The exhibition pays tribute to the lives and work of twenty of these pioneers of Holocaust research. Names such as Rachel Auerbach, Raphael Lemkin, Massimo Adolfo Vitale, Louis de Jong and Joseph Wulf exemplify a small group of tireless educators. Their work, which was accompanied by remarkable methodological reflections on their own dual role as researchers and survivors, took place under the most adverse conditions in the chaos of the war and post-war years and in the face of the painful loss of their loved ones and their homeland. Shunned by an indifferent and hostile environment, they laid the foundations for the universal recognition of the Holocaust as a crime against humanity and thus a starting point for Holocaust research as we know it today.

The exhibition reconstructs the life paths, considerations and concerns, but also the methodical approaches to the traditions of a crime that was previously unknown in this dimension. At the time, the name "Holocaust" was unknown; survivors from Poland mostly used the Yiddish term "Churbn" - destruction.

Not only did the majority of the victims come from Poland and what is now western Ukraine, but the German perpetrators had also set up most of their extermination camps there. As early as 1944, various Jewish historical commissions were established there, some of which were made up of several hundred survivors. They collected perpetrator documents, interviewed contemporary witnesses and secured evidence at the sites of extermination. This also took place in other parts of Europe. In Budapest, extensive interviews were conducted with survivors of the ghettos and camps and in Italy, Adolfo Vitale and his colleagues compiled lists of the approximately 11,000 people deported to extermination from Italy and the Adriatic region in order to record the extent of the catastrophe.

The dimensions of documenting, researching and remembering merged and were inconceivable without each other. Survivors set up the first memorial sites and memorial stones at the places of persecution. Another central aspect was prosecution and prevention. While criminal prosecution could only be initiated if the perpetrators could be identified and convicted, effective prevention only seemed possible if the specifics of ethnic-racist persecution could be made clear and clearly distinguished from other acts of violence.

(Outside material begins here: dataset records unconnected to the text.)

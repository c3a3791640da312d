// End-to-end pipeline tests over the in-memory fixture host: analysis,
// companion generation, emit-time rewriting, OpenAPI synthesis and the
// warm-rebuild cache, all against a real temp directory.

use std::fs;
use std::path::Path;
use tsnest_compiler_cli::config::{hash_bytes, LoadedConfig, ProjectConfig};
use tsnest_compiler_cli::logging::NullLogger;
use tsnest_compiler_cli::perform_compile::{perform_build_with_program, BuildOptions};

use ts::testing::{class_decl, decorator, method_decl, param_decl, FixtureHost};
use ts::DecoratorArg;

struct Project {
    host: FixtureHost,
    loaded: LoadedConfig,
    opts: BuildOptions,
    out_dir: String,
}

fn user_project(dir: &Path) -> Project {
    let out_dir = dir.join("dist").to_string_lossy().to_string();
    let src_dir = dir.join("src").to_string_lossy().to_string();

    let mut host = FixtureHost::new();
    host.options.out_dir = Some(out_dir.clone());
    host.options.root_dir = Some(src_dir.clone());
    host.set_write_to_disk(true);

    let controller_file = format!("{}/user.controller.ts", src_dir);
    host.add_source_file(&controller_file);

    let string = host.string();
    let number = host.number();
    let boolean = host.boolean();
    let undefined = host.undefined_t();

    let dto = host.object_in(
        "CreateUserDto",
        &format!("{}/user.dto.ts", src_dir),
        vec![
            FixtureHost::prop("name", string),
            FixtureHost::prop("email", string),
        ],
    );
    let response = host.object_in(
        "UserResponse",
        &format!("{}/user.dto.ts", src_dir),
        vec![
            FixtureHost::prop("id", number),
            FixtureHost::prop("name", string),
        ],
    );
    let opt_number = host.union(vec![number, undefined]);
    let opt_boolean = host.union(vec![boolean, undefined]);
    let list_query = host.object_in(
        "ListQuery",
        &format!("{}/user.dto.ts", src_dir),
        vec![
            FixtureHost::prop_opt("page", opt_number),
            FixtureHost::prop_opt("limit", opt_number),
            FixtureHost::prop_opt("ascending", opt_boolean),
        ],
    );
    let response_array = host.array(response);
    let find_ret = host.generic("Promise", vec![response_array]);
    let create_ret = host.generic("Promise", vec![response]);
    let many_ret = host.generic("Promise", vec![response_array]);

    let mut class = class_decl("UserController");
    let mut ctrl = decorator("Controller");
    ctrl.args.push(DecoratorArg::Str("users".to_string()));
    class.decorators.push(ctrl);

    let mut find_all = method_decl("findAll");
    find_all.is_async = true;
    find_all.decorators.push(decorator("Get"));
    find_all.return_type = Some(find_ret);
    class.methods.push(find_all);

    let mut create = method_decl("create");
    create.is_async = true;
    create.decorators.push(decorator("Post"));
    let mut body = param_decl("body", dto);
    body.decorators.push(decorator("Body"));
    create.params.push(body);
    create.return_type = Some(create_ret);
    class.methods.push(create);

    let mut find_many = method_decl("findMany");
    find_many.is_async = true;
    let mut get = decorator("Get");
    get.args.push(DecoratorArg::Str("list".to_string()));
    find_many.decorators.push(get);
    let mut q = param_decl("q", list_query);
    q.decorators.push(decorator("Query"));
    find_many.params.push(q);
    find_many.return_type = Some(many_ret);
    class.methods.push(find_many);

    host.add_class(&controller_file, class);

    host.queue_emit(
        &format!("{}/user.controller.js", out_dir),
        concat!(
            "import { UserService } from \"./user.service.js\";\n",
            "class UserController {\n",
            "  async findAll() {\n",
            "    return this.users.all();\n",
            "  }\n",
            "  async create(body) {\n",
            "    return this.users.create(body);\n",
            "  }\n",
            "  async findMany(q) {\n",
            "    return this.users.page(q);\n",
            "  }\n",
            "}\n",
        ),
    );

    let mut config = ProjectConfig::default();
    config.openapi.output = Some(format!("{}/openapi.json", out_dir));
    let loaded = LoadedConfig {
        config,
        path: None,
        hash: hash_bytes(b"fixture-config"),
    };
    let opts = BuildOptions {
        project: dir.join("tsconfig.json"),
        ..Default::default()
    };
    Project {
        host,
        loaded,
        opts,
        out_dir,
    }
}

fn run(project: &Project) -> i32 {
    perform_build_with_program(
        &project.opts,
        &project.loaded,
        &project.host,
        None,
        None,
        &NullLogger::new(),
    )
}

#[test]
fn full_build_rewrites_controllers_and_writes_outputs() {
    let dir = tempfile::tempdir().unwrap();
    let project = user_project(dir.path());
    assert_eq!(run(&project), 0);

    let controller =
        fs::read_to_string(format!("{}/user.controller.js", project.out_dir)).unwrap();
    assert!(controller.contains("body = assertCreateUserDto(body);"));
    assert!(controller.contains("q = assertListQuery(q);"));
    assert!(controller
        .contains("return \"[\" + (await this.users.all()).map(serializeUserResponse).join(\",\") + \"]\";"));
    assert!(controller.contains("return serializeUserResponse(await this.users.create(body));"));
    assert!(controller.contains("import { assertCreateUserDto }"));
    assert!(controller.contains("__registerJsonRoutes(UserController"));

    // Companions and the shared helpers module landed on disk.
    for name in ["CreateUserDto", "UserResponse", "ListQuery"] {
        let path = format!("{}/__tsnest__/{}.js", project.out_dir, name);
        assert!(Path::new(&path).exists(), "missing companion {}", path);
    }
    assert!(Path::new(&format!("{}/__tsnest__/__helpers.js", project.out_dir)).exists());
    let manifest: serde_json::Value = serde_json::from_str(
        &fs::read_to_string(format!("{}/tsnest.manifest.json", project.out_dir)).unwrap(),
    )
    .unwrap();
    assert_eq!(manifest["version"], 1);
    assert_eq!(
        manifest["companions"]["CreateUserDto"]["validate"],
        "validateCreateUserDto"
    );

    // The coercive query type parses strings.
    let list_query =
        fs::read_to_string(format!("{}/__tsnest__/ListQuery.js", project.out_dir)).unwrap();
    assert!(list_query.contains("input.page = "));
    assert!(list_query.contains("input.ascending === \"true\" || input.ascending === \"1\""));

    // OpenAPI document.
    let doc: serde_json::Value = serde_json::from_str(
        &fs::read_to_string(format!("{}/openapi.json", project.out_dir)).unwrap(),
    )
    .unwrap();
    assert_eq!(doc["openapi"], "3.1.0");
    assert!(doc["paths"]["/users"]["get"].is_object());
    assert!(doc["paths"]["/users"]["post"].is_object());
    assert!(doc["paths"]["/users/list"]["get"].is_object());
    assert_eq!(
        doc["paths"]["/users"]["post"]["requestBody"]["content"]["application/json"]["schema"]
            ["$ref"],
        "#/components/schemas/CreateUserDto"
    );
    assert_eq!(
        doc["paths"]["/users"]["post"]["operationId"],
        "UserController.create"
    );
    assert!(doc["components"]["schemas"]["UserResponse"].is_object());

    // Cache record exists beside the build info.
    assert!(Path::new(&format!(
        "{}/tsconfig.tsbuildinfo.tsnest",
        project.out_dir
    ))
    .exists());
}

#[test]
fn warm_rebuild_skips_post_processing_until_an_output_disappears() {
    let dir = tempfile::tempdir().unwrap();
    let mut project = user_project(dir.path());
    assert_eq!(run(&project), 0);

    let openapi_path = format!("{}/openapi.json", project.out_dir);

    // Second run: incremental state reports nothing to emit; outputs must
    // be left untouched.
    project.host.set_pending_emit(false);
    let sentinel = "{\"sentinel\":true}";
    fs::write(&openapi_path, sentinel).unwrap();
    assert_eq!(run(&project), 0);
    assert_eq!(fs::read_to_string(&openapi_path).unwrap(), sentinel);

    // Deleting a recorded output invalidates the cache; the next run
    // re-produces the document.
    fs::remove_file(&openapi_path).unwrap();
    assert_eq!(run(&project), 0);
    let doc: serde_json::Value =
        serde_json::from_str(&fs::read_to_string(&openapi_path).unwrap()).unwrap();
    assert_eq!(doc["openapi"], "3.1.0");
}

#[test]
fn config_hash_change_invalidates_the_cache() {
    let dir = tempfile::tempdir().unwrap();
    let mut project = user_project(dir.path());
    assert_eq!(run(&project), 0);

    project.host.set_pending_emit(false);
    project.loaded.hash = hash_bytes(b"different-config");
    let openapi_path = format!("{}/openapi.json", project.out_dir);
    let sentinel = "{\"sentinel\":true}";
    fs::write(&openapi_path, sentinel).unwrap();
    assert_eq!(run(&project), 0);
    // Full post-processing ran again and replaced the sentinel.
    assert_ne!(fs::read_to_string(&openapi_path).unwrap(), sentinel);
}

#[test]
fn diagnostic_errors_gate_the_exit_code() {
    let dir = tempfile::tempdir().unwrap();
    let mut project = user_project(dir.path());
    project
        .host
        .add_semantic_error(ts::Diagnostic::error_at("/src/user.controller.ts", 1, "boom"));
    assert_eq!(run(&project), 1);

    project.host.options.no_emit_on_error = Some(true);
    assert_eq!(run(&project), 2);
}

#[test]
fn raw_response_route_yields_empty_content_and_builds() {
    let dir = tempfile::tempdir().unwrap();
    let out_dir = dir.path().join("dist").to_string_lossy().to_string();
    let src_dir = dir.path().join("src").to_string_lossy().to_string();

    let mut host = FixtureHost::new();
    host.options.out_dir = Some(out_dir.clone());
    host.options.root_dir = Some(src_dir.clone());
    host.set_write_to_disk(true);

    let file = format!("{}/file.controller.ts", src_dir);
    host.add_source_file(&file);
    let any = host.any();
    let mut class = class_decl("FileController");
    let mut ctrl = decorator("Controller");
    ctrl.args.push(DecoratorArg::Str("files".to_string()));
    class.decorators.push(ctrl);
    let mut get_file = method_decl("getFile");
    let mut get = decorator("Get");
    get.args.push(DecoratorArg::Str(":id".to_string()));
    get_file.decorators.push(get);
    let mut res = param_decl("res", any);
    res.decorators.push(decorator("Res"));
    get_file.params.push(res);
    class.methods.push(get_file);
    host.add_class(&file, class);
    host.queue_emit(
        &format!("{}/file.controller.js", out_dir),
        "class FileController {\n  getFile(res) {\n    res.send();\n  }\n}\n",
    );

    let mut config = ProjectConfig::default();
    config.openapi.output = Some(format!("{}/openapi.json", out_dir));
    let loaded = LoadedConfig {
        config,
        path: None,
        hash: hash_bytes(b"cfg"),
    };
    let opts = BuildOptions {
        project: dir.path().join("tsconfig.json"),
        ..Default::default()
    };
    assert_eq!(
        perform_build_with_program(&opts, &loaded, &host, None, None, &NullLogger::new()),
        0
    );

    let doc: serde_json::Value = serde_json::from_str(
        &fs::read_to_string(format!("{}/openapi.json", out_dir)).unwrap(),
    )
    .unwrap();
    let response = &doc["paths"]["/files/{id}"]["get"]["responses"]["200"];
    assert!(response.is_object());
    assert!(response.get("content").is_none());
}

Early Holocaust research therefore had an eminently legal perspective. The "crime without a name", of which Churchill had already spoken in the summer of 1941, first had to be translated into legal facts. Theorists of international law such as Raphael Lemkin and Hersch Lauterpacht developed concepts of "genocide" and "crimes against humanity"; practitioners such as Simon Wiesenthal and Tuviah Friedman tracked down murderers and brought them to the attention of the criminal prosecution authorities. Many of the protagonists presented worked for the judiciary with their expertise - from the Nuremberg Military Tribunal to the trial of Adolf Eichmann in Israel.

This gave rise to cross-border networks - a global Holocaust research community. Against this background, the theory that modern Holocaust research only emerged in the 1970s cannot be upheld. Quite the opposite: the first generation of these enlighteners was already active 30 years earlier. Their own standards of scholarship were interdisciplinary, methodologically sound and demanding - and they were met.

The first generation of Holocaust research often had to contend with setbacks, ignorance, rejection and denial. Even after 1945, they were often exposed to violence and state pressure - the multiple escapes and migrations of these survivors tell of this. Their biographies are therefore also an obligation to defend their achievements in the scientific and practical fields against those who doubt and openly question them. The exhibition aims to contribute to keeping knowledge about the Holocaust and the memory of the destroyed Jewish lives alive and to encourage people to come to terms with it themselves.

This content has been machine translated.